Mendelian randomization analysis does not reveal a causal influence between lipoprotein(A) and immune-mediated inflammatory diseases

Observational studies have reported an association between lipoprotein(a) (Lp(a)) and immune-mediated inflammatory diseases (IMIDs). Here, we aimed to explore causal relationship between Lp(a) and IMIDs by Mendelian randomization (MR) analysis.
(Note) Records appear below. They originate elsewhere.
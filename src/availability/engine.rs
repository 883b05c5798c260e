//! Candidate slot generation
//!
//! Pure computation over already-fetched data: walks each staff member's
//! open intervals on a grid and lays service steps out sequentially,
//! checking staff bookings and resource availability per step. All interval
//! semantics are half-open; adjacency is never a conflict.

use std::collections::BTreeMap;

use chrono::Duration;

use crate::error::{Error, Result};
use crate::models::{
    total_duration_min, CandidateSlot, ServiceStepSpec, SlotKey, SlotStep, TimeInterval,
};

/// Per-staff input to the engine: open intervals from the resolver plus
/// committed booking intervals.
#[derive(Debug, Clone, Default)]
pub struct StaffTimeline {
    pub open: Vec<TimeInterval>,
    pub booked: Vec<TimeInterval>,
}

/// Generate grid-aligned candidate slots.
///
/// Starts are aligned to `granularity_min` relative to each open interval's
/// start. A start qualifies only if every step can be placed back to back
/// without colliding with the staff member's bookings (for steps requiring
/// staff), without exhausting the open interval, and with at least one
/// allowed resource free for each resource-bound step. Chained multi-service
/// step lists must fit consecutively on a single staff member.
pub fn generate_candidates(
    location_id: &str,
    steps: &[ServiceStepSpec],
    staff: &BTreeMap<String, StaffTimeline>,
    resources: &BTreeMap<String, Vec<TimeInterval>>,
    granularity_min: i64,
) -> Result<Vec<CandidateSlot>> {
    if granularity_min <= 0 {
        return Err(Error::validation(format!(
            "granularity must be positive, got {granularity_min}"
        )));
    }
    let total_min = total_duration_min(steps);
    if total_min <= 0 {
        return Err(Error::validation("service steps have no duration"));
    }

    let grid = Duration::minutes(granularity_min);
    let total = Duration::minutes(total_min);
    let mut candidates = Vec::new();

    for (staff_id, timeline) in staff {
        for interval in &timeline.open {
            let mut start = interval.start;
            while start + total <= interval.end {
                if let Some(placed) = place_steps(start, steps, timeline, interval.end, resources)
                {
                    candidates.push(CandidateSlot {
                        key: SlotKey::new(location_id, staff_id.clone(), start)?,
                        staff_id: staff_id.clone(),
                        start,
                        end: start + total,
                        steps: placed,
                        is_smart: false,
                    });
                }
                start += grid;
            }
        }
    }

    candidates.sort_by(|a, b| a.start.cmp(&b.start).then_with(|| a.staff_id.cmp(&b.staff_id)));
    Ok(candidates)
}

/// Lay steps out sequentially from `start`. Returns the placed steps, or
/// `None` if any step collides or runs past the interval end.
fn place_steps(
    start: chrono::DateTime<chrono::Utc>,
    steps: &[ServiceStepSpec],
    timeline: &StaffTimeline,
    interval_end: chrono::DateTime<chrono::Utc>,
    resources: &BTreeMap<String, Vec<TimeInterval>>,
) -> Option<Vec<SlotStep>> {
    let mut placed = Vec::with_capacity(steps.len());
    let mut cursor = start;

    for step in steps {
        let end = cursor + Duration::minutes(step.duration_min);
        if end > interval_end {
            return None;
        }
        let span = TimeInterval { start: cursor, end };

        // Steps that occupy the staff member must not collide with existing
        // bookings; steps that only occupy the customer (processing time)
        // leave the staff member free for other work.
        if step.requires_staff && timeline.booked.iter().any(|b| b.overlaps(&span)) {
            return None;
        }

        if let Some(allowed) = &step.allowed_resources {
            let some_resource_free = allowed.iter().any(|r| {
                resources
                    .get(r)
                    .map(|free| free.iter().any(|iv| iv.contains(&span)))
                    .unwrap_or(false)
            });
            if !some_resource_free {
                return None;
            }
        }

        placed.push(SlotStep {
            service_id: step.service_id.clone(),
            start: cursor,
            end,
        });
        cursor = end;
    }

    Some(placed)
}
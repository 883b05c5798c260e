//! PostgreSQL booking store
//!
//! The production [`BookingStore`]: the claim row's unique constraint on
//! `(location_id, slot_key)` is the durable serialization point, and the
//! appointment plus its items commit in the same transaction as the claim
//! confirmation. The insert-first, conflict-then-read ordering is load
//! bearing; reversing it reintroduces the check-then-act race the claim
//! exists to close.

use std::collections::{BTreeMap, HashMap};

use async_trait::async_trait;
use chrono::{DateTime, Utc};
use deadpool_postgres::{Config as PoolConfig, ManagerConfig, Pool, RecyclingMethod, Runtime};
use tokio_postgres::error::SqlState;
use tokio_postgres::NoTls;
use uuid::Uuid;

use crate::error::{Error, Result};
use crate::models::{Appointment, AppointmentItem, CustomerDetails, TimeInterval};

use super::store::{
    confirmation_code, BookingOutcome, BookingStore, ClaimPolicy, NewAppointment,
};

/// PostgreSQL store configuration.
#[derive(Debug, Clone)]
pub struct PgStoreConfig {
    /// PostgreSQL connection URL
    pub database_url: String,

    /// Connection pool size
    pub pool_size: usize,
}

impl Default for PgStoreConfig {
    fn default() -> Self {
        Self {
            database_url: "postgresql://localhost/tempora".to_string(),
            pool_size: 10,
        }
    }
}

impl PgStoreConfig {
    /// Create config from environment variables
    pub fn from_env() -> Self {
        let database_url = std::env::var("DATABASE_URL")
            .or_else(|_| std::env::var("POSTGRES_URL"))
            .unwrap_or_else(|_| "postgresql://localhost/tempora".to_string());

        let pool_size = std::env::var("DB_POOL_SIZE")
            .ok()
            .and_then(|s| s.parse().ok())
            .unwrap_or(10);

        Self {
            database_url,
            pool_size,
        }
    }

    pub fn with_database_url(mut self, url: &str) -> Self {
        self.database_url = url.to_string();
        self
    }
}

/// PostgreSQL implementation of [`BookingStore`].
pub struct PgBookingStore {
    pool: Pool,
}

impl PgBookingStore {
    /// Connect and verify the connection.
    pub async fn new(config: &PgStoreConfig) -> Result<Self> {
        let mut pool_config = PoolConfig::new();
        pool_config.url = Some(config.database_url.clone());
        pool_config.manager = Some(ManagerConfig {
            recycling_method: RecyclingMethod::Fast,
        });

        let pool = pool_config
            .create_pool(Some(Runtime::Tokio1), NoTls)
            .map_err(|e| Error::config(format!("failed to create PostgreSQL pool: {e}")))?;

        let client = pool.get().await?;
        client.simple_query("SELECT 1").await?;

        tracing::info!("Connected to PostgreSQL booking store");

        Ok(Self { pool })
    }

    /// Create the booking schema idempotently.
    pub async fn init_schema(&self) -> Result<()> {
        let client = self.pool.get().await?;

        client
            .batch_execute(
                r#"
                CREATE TABLE IF NOT EXISTS booking_claims (
                    id UUID PRIMARY KEY,
                    location_id TEXT NOT NULL,
                    slot_key TEXT NOT NULL,
                    idempotency_key TEXT,
                    status TEXT NOT NULL DEFAULT 'pending',
                    expires_at TIMESTAMPTZ NOT NULL,
                    created_at TIMESTAMPTZ NOT NULL DEFAULT NOW(),
                    UNIQUE (location_id, slot_key)
                );

                CREATE INDEX IF NOT EXISTS idx_booking_claims_expiry
                    ON booking_claims(location_id, status, expires_at);

                CREATE TABLE IF NOT EXISTS appointments (
                    id UUID PRIMARY KEY,
                    location_id TEXT NOT NULL,
                    slot_key TEXT NOT NULL,
                    staff_id TEXT NOT NULL,
                    customer_name TEXT NOT NULL,
                    customer_email TEXT,
                    customer_phone TEXT,
                    consents JSONB NOT NULL DEFAULT '[]',
                    confirmation_code TEXT NOT NULL,
                    status TEXT NOT NULL DEFAULT 'confirmed',
                    idempotency_key TEXT,
                    created_at TIMESTAMPTZ NOT NULL DEFAULT NOW()
                );

                CREATE UNIQUE INDEX IF NOT EXISTS idx_appointments_idempotency
                    ON appointments(location_id, idempotency_key)
                    WHERE idempotency_key IS NOT NULL;

                CREATE TABLE IF NOT EXISTS appointment_items (
                    id UUID PRIMARY KEY,
                    appointment_id UUID NOT NULL REFERENCES appointments(id) ON DELETE CASCADE,
                    service_id TEXT NOT NULL,
                    staff_id TEXT NOT NULL,
                    starts_at TIMESTAMPTZ NOT NULL,
                    ends_at TIMESTAMPTZ NOT NULL,
                    requires_staff BOOLEAN NOT NULL DEFAULT TRUE
                );

                CREATE INDEX IF NOT EXISTS idx_appointment_items_staff_time
                    ON appointment_items(staff_id, starts_at, ends_at);
                "#,
            )
            .await?;

        Ok(())
    }

    async fn load_items(&self, appointment_id: &Uuid) -> Result<Vec<AppointmentItem>> {
        let client = self.pool.get().await?;
        let rows = client
            .query(
                "SELECT id, service_id, staff_id, starts_at, ends_at, requires_staff
                 FROM appointment_items
                 WHERE appointment_id = $1
                 ORDER BY starts_at",
                &[appointment_id],
            )
            .await?;

        Ok(rows
            .iter()
            .map(|row| AppointmentItem {
                id: row.get("id"),
                service_id: row.get("service_id"),
                staff_id: row.get("staff_id"),
                start: row.get("starts_at"),
                end: row.get("ends_at"),
                requires_staff: row.get("requires_staff"),
            })
            .collect())
    }

    fn row_to_appointment(
        row: &tokio_postgres::Row,
        items: Vec<AppointmentItem>,
    ) -> Result<Appointment> {
        let consents: serde_json::Value = row.get("consents");
        let slot_key: String = row.get("slot_key");
        let status: String = row.get("status");

        Ok(Appointment {
            id: row.get("id"),
            location_id: row.get("location_id"),
            slot_key: slot_key.parse()?,
            staff_id: row.get("staff_id"),
            customer: CustomerDetails {
                name: row.get("customer_name"),
                email: row.get("customer_email"),
                phone: row.get("customer_phone"),
            },
            consents: serde_json::from_value(consents)?,
            confirmation_code: row.get("confirmation_code"),
            status: status
                .parse()
                .unwrap_or(crate::models::AppointmentStatus::Confirmed),
            idempotency_key: row.get("idempotency_key"),
            created_at: row.get("created_at"),
            items,
        })
    }
}

fn is_unique_violation(err: &tokio_postgres::Error) -> bool {
    err.code() == Some(&SqlState::UNIQUE_VIOLATION)
}
//! Unified error handling for the tempora crate
//!
//! A single [`Error`] enum covers the whole taxonomy the engine surfaces:
//! validation, not-found, conflict, upstream degradation, transaction
//! failures, plus the ambient store and I/O failure modes. Each error maps
//! to an [`ErrorCategory`] for handling strategy and to an HTTP status for
//! the API surface.

use axum::http::StatusCode;
use axum::response::{IntoResponse, Response};
use axum::Json;
use serde::Serialize;
use thiserror::Error;

pub use crate::schedule::error::ScheduleError;

/// Classification of errors for handling strategies
#[derive(Debug, Clone, Copy, PartialEq, Eq, Hash)]
pub enum ErrorCategory {
    /// Malformed or inconsistent request input
    Validation,
    /// Referenced entity does not exist
    NotFound,
    /// Slot already held or claimed; retry with a different slot
    Conflict,
    /// A collaborator source failed; affected staff degrade to unavailable
    Upstream,
    /// Claim/appointment transaction failed and was rolled back
    Transaction,
    /// Database or shared-store errors
    Storage,
    /// Configuration and startup errors
    Config,
    /// Other/unknown errors
    Other,
}

/// Unified error type for the tempora crate
#[derive(Error, Debug)]
pub enum Error {
    /// Malformed window, unknown/excess services, bad slot key, staff mismatch
    #[error("validation error: {0}")]
    Validation(String),

    /// Missing location/staff/service
    #[error("not found: {0}")]
    NotFound(String),

    /// Slot already held or claimed
    #[error("conflict: {0}")]
    Conflict(String),

    /// Schedule or shift-plan source failure
    #[error("upstream unavailable: {0}")]
    Upstream(String),

    /// Claim/appointment commit failure, rolled back entirely
    #[error("transaction failed: {0}")]
    Transaction(String),

    /// Schedule resolution errors
    #[error("schedule error: {0}")]
    Schedule(#[from] ScheduleError),

    /// PostgreSQL errors
    #[error("database error: {0}")]
    Database(#[from] tokio_postgres::Error),

    /// PostgreSQL pool errors
    #[error("database pool error: {0}")]
    DatabasePool(#[from] deadpool_postgres::PoolError),

    /// Redis errors
    #[error("shared store error: {0}")]
    Store(#[from] redis::RedisError),

    /// Redis pool errors
    #[error("shared store pool error: {0}")]
    StorePool(#[from] deadpool_redis::PoolError),

    /// Configuration errors
    #[error("config error: {0}")]
    Config(String),

    /// I/O errors
    #[error("I/O error: {0}")]
    Io(#[from] std::io::Error),

    /// JSON serialization/deserialization errors
    #[error("JSON error: {0}")]
    Json(#[from] serde_json::Error),

    /// Generic error with context
    #[error("{context}")]
    Other {
        context: String,
        #[source]
        source: Option<Box<dyn std::error::Error + Send + Sync>>,
    },
}

impl Error {
    pub fn validation(msg: impl Into<String>) -> Self {
        Self::Validation(msg.into())
    }

    pub fn not_found(msg: impl Into<String>) -> Self {
        Self::NotFound(msg.into())
    }

    pub fn conflict(msg: impl Into<String>) -> Self {
        Self::Conflict(msg.into())
    }

    pub fn upstream(msg: impl Into<String>) -> Self {
        Self::Upstream(msg.into())
    }

    pub fn transaction(msg: impl Into<String>) -> Self {
        Self::Transaction(msg.into())
    }

    pub fn config(msg: impl Into<String>) -> Self {
        Self::Config(msg.into())
    }

    pub fn other(context: impl Into<String>) -> Self {
        Self::Other {
            context: context.into(),
            source: None,
        }
    }

    pub fn with_source(
        context: impl Into<String>,
        source: impl std::error::Error + Send + Sync + 'static,
    ) -> Self {
        Self::Other {
            context: context.into(),
            source: Some(Box::new(source)),
        }
    }

    /// Get the error category for handling strategies
    pub fn category(&self) -> ErrorCategory {
        match self {
            Self::Validation(_) => ErrorCategory::Validation,
            Self::NotFound(_) => ErrorCategory::NotFound,
            Self::Conflict(_) => ErrorCategory::Conflict,
            Self::Upstream(_) => ErrorCategory::Upstream,
            Self::Schedule(e) => match e {
                ScheduleError::InvalidWindow { .. } | ScheduleError::InvalidDayWindow { .. } => {
                    ErrorCategory::Validation
                }
                ScheduleError::LocationNotFound { .. } => ErrorCategory::NotFound,
                _ => ErrorCategory::Upstream,
            },
            Self::Transaction(_) => ErrorCategory::Transaction,
            Self::Database(_) | Self::DatabasePool(_) | Self::Store(_) | Self::StorePool(_) => {
                ErrorCategory::Storage
            }
            Self::Config(_) => ErrorCategory::Config,
            Self::Io(_) | Self::Json(_) | Self::Other { .. } => ErrorCategory::Other,
        }
    }

    /// Check if this error is recoverable by the caller (retry or pick a
    /// different slot)
    pub fn is_recoverable(&self) -> bool {
        matches!(
            self.category(),
            ErrorCategory::Conflict | ErrorCategory::Upstream | ErrorCategory::Storage
        )
    }

    /// HTTP status code for the API surface
    pub fn status_code(&self) -> StatusCode {
        match self.category() {
            ErrorCategory::Validation => StatusCode::BAD_REQUEST,
            ErrorCategory::NotFound => StatusCode::NOT_FOUND,
            ErrorCategory::Conflict => StatusCode::CONFLICT,
            ErrorCategory::Upstream => StatusCode::BAD_GATEWAY,
            ErrorCategory::Transaction
            | ErrorCategory::Storage
            | ErrorCategory::Config
            | ErrorCategory::Other => StatusCode::INTERNAL_SERVER_ERROR,
        }
    }

    /// Stable machine-readable code for API clients
    pub fn code(&self) -> &'static str {
        match self.category() {
            ErrorCategory::Validation => "validation_error",
            ErrorCategory::NotFound => "not_found",
            ErrorCategory::Conflict => "conflict",
            ErrorCategory::Upstream => "upstream_unavailable",
            ErrorCategory::Transaction => "transaction_error",
            ErrorCategory::Storage => "storage_error",
            ErrorCategory::Config => "config_error",
            ErrorCategory::Other => "internal_error",
        }
    }
}

/// Error body returned by the API
#[derive(Debug, Serialize)]
pub struct ErrorBody {
    pub success: bool,
    pub code: &'static str,
    pub error: String,
    pub retryable: bool,
}

impl IntoResponse for Error {
    fn into_response(self) -> Response {
        let status = self.status_code();
        let body = ErrorBody {
            success: false,
            code: self.code(),
            error: self.to_string(),
            retryable: self.is_recoverable(),
        };
        if status.is_server_error() {
            tracing::error!(code = body.code, error = %body.error, "request failed");
        }
        (status, Json(body)).into_response()
    }
}

// Conversion from anyhow::Error
impl From<anyhow::Error> for Error {
    fn from(err: anyhow::Error) -> Self {
        Self::Other {
            context: err.to_string(),
            source: None,
        }
    }
}

/// Result type alias using the unified Error type
pub type Result<T> = std::result::Result<T, Error>;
We performed a two-sample mendelian randomization analyses based on genome-wide association study (GWAS) summary statistics of Lp(a) and nine IMIDs, specifically celiac disease (CeD), Crohn’s disease (CD), ulcerative colitis (UC), inflammatory bowel disease (IBD), multiple sclerosis (MS), psoriasis (Pso), rheumatoid arthritis (RA), systemic lupus erythematosus (SLE), type 1 diabetes (T1D), and summary-level data for lipid traits. We performed bidirectional and multivariable MR (MVMR) to examine the causal relationship of Lp(a) with IMIDs analysis and its independence after controlling other lipid traits, namely high-density lipoprotein cholesterol (HDL-C), low-density lipoprotein cholesterol (LDL-C) and triglycerides (TG). The results indicated no causal relationship between Lp(a) and the risk of IMIDs in univariable and multivariable MR analysis (with all IVW P values > 0.05). In multivariable MR, genetically predicted HDL (OR _MVMR 0.80(0.68–0.95); P = 0.011) and TG (OR _MVMR 0.80(0.66–0.98); P = 0.033) linked to higher risk of type 1 diabetes, and genetically predicted LDL linked to higher risk of psoriasis (OR _MVMR 0.80(0.64–0.99); P = 0.045). This MR study found no evidence suggesting a causal link between lipoprotein(a) and IMIDs, which is contrary to the results of many observational studies. The identification of potential mechanisms underlying the observed associations in observational studies necessitates further investigation.